AUTHOR=Franke Kamila B. , Bukau Bernd , Mogk Axel TITLE=Mutant Analysis Reveals Allosteric Regulation of ClpB Disaggregase JOURNAL=Frontiers in Molecular Biosciences VOLUME=4 YEAR=2017 URL=https://www.frontiersin.org/journals/molecular-biosciences/articles/10.3389/fmolb.2017.00006 DOI=10.3389/fmolb.2017.00006 ISSN=2296-889X ABSTRACT=

The members of the hexameric AAA+ disaggregase of E. coli and S. cerevisiae, ClpB, and Hsp104, cooperate with the Hsp70 chaperone system in the solubilization of aggregated proteins. Aggregate solubilization relies on a substrate threading activity of ClpB/Hsp104 fueled by ATP hydrolysis in both ATPase rings (AAA-1, AAA-2). ClpB/Hsp104 ATPase activity is controlled by the M-domains, which associate to the AAA-1 ring to downregulate ATP hydrolysis. Keeping M-domains displaced from the AAA-1 ring by association with Hsp70 increases ATPase activity due to enhanced communication between protomers. This communication involves conserved arginine fingers. The control of ClpB/Hsp104 activity is crucial, as hyperactive mutants with permanently dissociated M-domains exhibit cellular toxicity.

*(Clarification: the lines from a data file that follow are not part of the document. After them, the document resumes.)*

/// Plugin contracts and registry (C1): target, validation, store, and
/// installation plugins are each reached through a narrow async trait; the
/// registry resolves a factory by name (unattended) or records an
/// interactive choice, distinguishing "nothing available" from "user
/// cancelled" via `PluginSelection`.
use super::error::Result;
use super::registry::CertRecord;
use super::target::{RunLevel, RunOptions, Target};
use async_trait::async_trait;
use std::sync::Arc;

/// Opaque data the ACME client hands the validation plugin so it can
/// construct its proof (a key authorization, a DNS record value, …).
#[derive(Debug, Clone)]
pub struct ChallengeDetails {
    pub token: String,
    pub key_authorization: String,
}

/// Produces and refreshes Targets, and splits one into sub-targets.
#[async_trait]
pub trait TargetPlugin: Send + Sync {
    fn name(&self) -> &str;

    async fn default(&self, options: &RunOptions) -> Option<Target>;

    async fn acquire(&self, options: &RunOptions, run_level: RunLevel) -> Option<Target>;

    /// Re-derive the target from its source of truth (host enumeration may
    /// have changed since it was scheduled). `None` means the target no
    /// longer exists.
    async fn refresh(&self, target: &Target) -> Option<Target>;

    /// Split a target into sub-targets, each carrying a subset of hosts.
    /// The default implementation returns the target unsplit.
    fn split(&self, target: &Target) -> Vec<Target> {
        vec![target.clone()]
    }

    fn get_hosts(&self, target: &Target, include_primary_only: bool) -> Vec<String> {
        target.get_hosts(include_primary_only)
    }
}

/// Prepares domain-control proof for one identifier. Scoped: released when
/// the owning Identifier scope exits.
#[async_trait]
pub trait ValidationPlugin: Send + Sync {
    async fn prepare_challenge(&mut self, details: &ChallengeDetails) -> Result<()>;

    /// Release any prepared artifact (file, DNS record, listener). Called on
    /// every scope exit path, including timeout and error.
    async fn release(&mut self) -> Result<()> {
        Ok(())
    }
}

/// Describes a validation mechanism and constructs instances of it.
#[async_trait]
pub trait ValidationPluginFactory: Send + Sync {
    fn name(&self) -> &str;
    fn challenge_type(&self) -> &str;
    fn can_validate(&self, target: &Target) -> bool;

    async fn default(&self, target: &Target, options: &RunOptions) -> Option<()>;

    async fn acquire(
        &self,
        target: &Target,
        options: &RunOptions,
        run_level: RunLevel,
    ) -> Result<Box<dyn ValidationPlugin>>;
}

/// Persists issued certificates and looks them up by thumbprint.
#[async_trait]
pub trait StorePlugin: Send + Sync {
    async fn find_by_thumbprint(&self, thumbprint: &str) -> Result<Option<CertRecord>>;
    async fn save(&self, record: CertRecord) -> Result<()>;
    async fn delete(&self, record: &CertRecord) -> Result<()>;
}

/// Installs a new certificate into some application or store.
#[async_trait]
pub trait InstallationPlugin: Send + Sync {
    async fn install(&self, new: &CertRecord, old: Option<&CertRecord>) -> Result<()>;
}

/// Describes an installation mechanism and constructs instances of it.
#[async_trait]
pub trait InstallationPluginFactory: Send + Sync {
    fn name(&self) -> &str;

    async fn default(&self, options: &RunOptions) -> Option<()>;
    async fn acquire(&self, options: &RunOptions, run_level: RunLevel) -> Result<()>;

    fn instance(&self) -> Box<dyn InstallationPlugin>;
}

/// Requests certificate issuance given a target and an order. Expected to
/// cache by public-key/subject hash so reissues within a short window reuse
/// bytes, but the caching policy itself is an implementation detail of the
/// concrete service, not of this contract.
#[async_trait]
pub trait CertificateService: Send + Sync {
    async fn request_certificate(
        &self,
        target: &Target,
        order: &super::acme::Order,
    ) -> Result<Option<CertRecord>>;
}

/// Ensures the OS-level scheduled task exists.
#[async_trait]
pub trait TaskScheduler: Send + Sync {
    async fn ensure_task_scheduler(&self) -> Result<()>;
}

/// The narrow collaborator interactive menu navigation is reached through:
/// a single yes/no prompt, used by the renewal driver's test-mode gates
/// (§4.6 steps 6 and 10). Unattended runs never call through to a real
/// prompt — `NullConfirmation` answers every question affirmatively, which
/// is what "Unattended" means for a flow that would otherwise pause.
#[async_trait]
pub trait ConfirmationPrompt: Send + Sync {
    async fn confirm(&self, question: &str) -> bool;
}

/// Always answers yes: the unattended default.
pub struct NullConfirmation;

#[async_trait]
impl ConfirmationPrompt for NullConfirmation {
    async fn confirm(&self, _question: &str) -> bool {
        true
    }
}

/// Default `TaskScheduler`: OS-level scheduled-task creation is out of
/// scope for this core (§1), so the bundled implementation just logs the
/// intent. A host application wires in a real one (`schtasks`, systemd
/// timers, cron) by implementing the trait.
pub struct LoggingTaskScheduler;

#[async_trait]
impl TaskScheduler for LoggingTaskScheduler {
    async fn ensure_task_scheduler(&self) -> Result<()> {
        tracing::info!("scheduled task creation is delegated to the host application");
        Ok(())
    }
}

/// Distinguishes "no factory matched" from "the user cancelled selection".
pub enum PluginSelection<T> {
    Selected(T),
    Cancelled,
    Unavailable,
}

impl<T> PluginSelection<T> {
    pub fn selected(self) -> Option<T> {
        match self {
            PluginSelection::Selected(value) => Some(value),
            _ => None,
        }
    }
}

/// The always-present null target plugin: models "no plugin could be
/// selected" rather than ever producing a usable Target.
pub struct NullTargetPlugin;

#[async_trait]
impl TargetPlugin for NullTargetPlugin {
    fn name(&self) -> &str {
        "null"
    }

    async fn default(&self, _options: &RunOptions) -> Option<Target> {
        None
    }

    async fn acquire(&self, _options: &RunOptions, _run_level: RunLevel) -> Option<Target> {
        None
    }

    async fn refresh(&self, _target: &Target) -> Option<Target> {
        None
    }
}

/// The always-present null installer: guarantees a non-empty installation
/// list on success, and models "do nothing" installation.
pub struct NullInstallationPlugin;

#[async_trait]
impl InstallationPlugin for NullInstallationPlugin {
    async fn install(&self, _new: &CertRecord, _old: Option<&CertRecord>) -> Result<()> {
        Ok(())
    }
}

pub struct NullInstallationPluginFactory;

#[async_trait]
impl InstallationPluginFactory for NullInstallationPluginFactory {
    fn name(&self) -> &str {
        "null"
    }

    async fn default(&self, _options: &RunOptions) -> Option<()> {
        Some(())
    }

    async fn acquire(&self, _options: &RunOptions, _run_level: RunLevel) -> Result<()> {
        Ok(())
    }

    fn instance(&self) -> Box<dyn InstallationPlugin> {
        Box::new(NullInstallationPlugin)
    }
}

/// Enumerates and resolves plugin factories by name (unattended) or by
/// interactive choice. Four independent families; each behaves the same way
/// with respect to selection policy.
#[derive(Default)]
pub struct PluginRegistry {
    target_plugins: Vec<Arc<dyn TargetPlugin>>,
    validation_factories: Vec<Arc<dyn ValidationPluginFactory>>,
    store_plugins: Vec<Arc<dyn StorePlugin>>,
    installation_factories: Vec<Arc<dyn InstallationPluginFactory>>,
}

impl PluginRegistry {
    pub fn new() -> Self {
        Self::default()
    }

    pub fn register_target(&mut self, plugin: Arc<dyn TargetPlugin>) {
        self.target_plugins.push(plugin);
    }

    pub fn register_validation(&mut self, factory: Arc<dyn ValidationPluginFactory>) {
        self.validation_factories.push(factory);
    }

    pub fn register_store(&mut self, plugin: Arc<dyn StorePlugin>) {
        self.store_plugins.push(plugin);
    }

    pub fn register_installation(&mut self, factory: Arc<dyn InstallationPluginFactory>) {
        self.installation_factories.push(factory);
    }

    /// Unattended resolution: case-insensitive name match. No match yields
    /// `Unavailable` — the caller surfaces `RenewalError::plugin_unavailable`.
    pub fn resolve_target(&self, name: &str) -> PluginSelection<Arc<dyn TargetPlugin>> {
        match self
            .target_plugins
            .iter()
            .find(|p| p.name().eq_ignore_ascii_case(name))
        {
            Some(plugin) => PluginSelection::Selected(plugin.clone()),
            None => PluginSelection::Unavailable,
        }
    }

    /// Resolve a validation factory by name, qualified by the target it must
    /// be able to validate.
    pub fn resolve_validation(
        &self,
        name: &str,
        target: &Target,
    ) -> PluginSelection<Arc<dyn ValidationPluginFactory>> {
        match self
            .validation_factories
            .iter()
            .find(|f| f.name().eq_ignore_ascii_case(name) && f.can_validate(target))
        {
            Some(factory) => PluginSelection::Selected(factory.clone()),
            None => PluginSelection::Unavailable,
        }
    }

    /// Resolve a validation factory purely by the challenge type it answers
    /// (used by the authorization driver's CHALLENGE-SELECT step when the
    /// renewal's plugin coordinates already pin the challenge type).
    pub fn validation_by_challenge_type(
        &self,
        challenge_type: &str,
    ) -> Option<Arc<dyn ValidationPluginFactory>> {
        self.validation_factories
            .iter()
            .find(|f| f.challenge_type() == challenge_type)
            .cloned()
    }

    pub fn resolve_store(&self, name: &str) -> PluginSelection<Arc<dyn StorePlugin>> {
        // Store plugins are not named per-instance in this registry; the
        // single configured store is what's registered.
        let _ = name;
        match self.store_plugins.first() {
            Some(plugin) => PluginSelection::Selected(plugin.clone()),
            None => PluginSelection::Unavailable,
        }
    }

    /// Resolve a list of installation factories. An empty `names` list with
    /// at least one registered factory models user cancellation (per §4.1:
    /// "an empty list signals user cancellation").
    pub fn resolve_installations(
        &self,
        names: &[String],
    ) -> PluginSelection<Vec<Arc<dyn InstallationPluginFactory>>> {
        if names.is_empty() {
            return PluginSelection::Cancelled;
        }
        let mut resolved = Vec::with_capacity(names.len());
        for name in names {
            match self
                .installation_factories
                .iter()
                .find(|f| f.name().eq_ignore_ascii_case(name))
            {
                Some(factory) => resolved.push(factory.clone()),
                None => return PluginSelection::Unavailable,
            }
        }
        PluginSelection::Selected(resolved)
    }
}

#[cfg(test)]
mod tests {
    use super::*;

    struct NamedTargetPlugin(&'static str);

    #[async_trait]
    impl TargetPlugin for NamedTargetPlugin {
        fn name(&self) -> &str {
            self.0
        }
        async fn default(&self, _options: &RunOptions) -> Option<Target> {
            None
        }
        async fn acquire(&self, _options: &RunOptions, _run_level: RunLevel) -> Option<Target> {
            None
        }
        async fn refresh(&self, _target: &Target) -> Option<Target> {
            None
        }
    }

    #[test]
    fn resolve_target_matches_case_insensitively() {
        let mut registry = PluginRegistry::new();
        registry.register_target(Arc::new(NamedTargetPlugin("Manual")));

        assert!(registry.resolve_target("manual").selected().is_some());
        assert!(registry.resolve_target("MANUAL").selected().is_some());
    }

    #[test]
    fn resolve_target_unavailable_when_no_name_matches() {
        let mut registry = PluginRegistry::new();
        registry.register_target(Arc::new(NamedTargetPlugin("manual")));

        match registry.resolve_target("ftp") {
            PluginSelection::Unavailable => {}
            _ => panic!("expected Unavailable for an unregistered plugin name"),
        }
    }

    #[test]
    fn resolve_installations_empty_names_is_cancelled() {
        let mut registry = PluginRegistry::new();
        registry.register_installation(Arc::new(NullInstallationPluginFactory));

        match registry.resolve_installations(&[]) {
            PluginSelection::Cancelled => {}
            _ => panic!("an empty installation list must model user cancellation"),
        }
    }

    #[test]
    fn resolve_installations_unknown_name_is_unavailable() {
        let mut registry = PluginRegistry::new();
        registry.register_installation(Arc::new(NullInstallationPluginFactory));

        match registry.resolve_installations(&["does-not-exist".to_string()]) {
            PluginSelection::Unavailable => {}
            _ => panic!("an unresolvable name must be Unavailable, not silently dropped"),
        }
    }

    #[test]
    fn resolve_installations_resolves_every_name_in_order() {
        let mut registry = PluginRegistry::new();
        registry.register_installation(Arc::new(NullInstallationPluginFactory));

        let selected = registry
            .resolve_installations(&["null".to_string()])
            .selected()
            .expect("null installer is always registered in this test");
        assert_eq!(selected.len(), 1);
        assert_eq!(selected[0].name(), "null");
    }

    struct Http01Factory;

    #[async_trait]
    impl ValidationPluginFactory for Http01Factory {
        fn name(&self) -> &str {
            "http01"
        }
        fn challenge_type(&self) -> &str {
            "http-01"
        }
        fn can_validate(&self, _target: &Target) -> bool {
            true
        }
        async fn default(&self, _target: &Target, _options: &RunOptions) -> Option<()> {
            Some(())
        }
        async fn acquire(
            &self,
            _target: &Target,
            _options: &RunOptions,
            _run_level: RunLevel,
        ) -> Result<Box<dyn ValidationPlugin>> {
            unimplemented!("not exercised by registry-resolution tests")
        }
    }

    #[test]
    fn validation_by_challenge_type_ignores_name() {
        let mut registry = PluginRegistry::new();
        registry.register_validation(Arc::new(Http01Factory));

        let factory = registry
            .validation_by_challenge_type("http-01")
            .expect("registered http-01 factory must be found by challenge type");
        assert_eq!(factory.name(), "http01");
        assert!(registry.validation_by_challenge_type("dns-01").is_none());
    }

    #[test]
    fn resolve_store_ignores_name_and_returns_single_configured_store() {
        struct NoopStore;
        #[async_trait]
        impl StorePlugin for NoopStore {
            async fn find_by_thumbprint(&self, _thumbprint: &str) -> Result<Option<CertRecord>> {
                Ok(None)
            }
            async fn save(&self, _record: CertRecord) -> Result<()> {
                Ok(())
            }
            async fn delete(&self, _record: &CertRecord) -> Result<()> {
                Ok(())
            }
        }

        let mut registry = PluginRegistry::new();
        registry.register_store(Arc::new(NoopStore));

        assert!(registry.resolve_store("anything").selected().is_some());
        assert!(PluginRegistry::new().resolve_store("anything").selected().is_none());
    }
}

Here, we analyzed AAA-1 inter-ring communication in relation to the M-domain mediated ATPase regulation, by subjecting a conserved residue of the AAA-1 domain subunit interface of ClpB (A328) to mutational analysis. While all A328X mutants have reduced disaggregation activities, their ATPase activities strongly differed. ClpB-A328I/L mutants have reduced ATPase activity and when combined with the hyperactive ClpB-K476C M-domain mutation, suppress cellular toxicity. This underlines that ClpB ATPase activation by M-domain dissociation relies on increased subunit communication. The ClpB-A328V mutant in contrast has very high ATPase activity and exhibits cellular toxicity on its own, qualifying it as novel hyperactive ClpB mutant. ClpB-A328V hyperactivity is however, different from that of M-domain mutants as M-domains stay associated with the AAA-1 ring. The high ATPase activity of ClpB-A328V primarily relies on the AAA-2 ring and correlates with distinct conformational changes in the AAA-2 catalytic site. These findings characterize the subunit interface residue A328 as crucial regulatory element to control ATP hydrolysis in both AAA rings.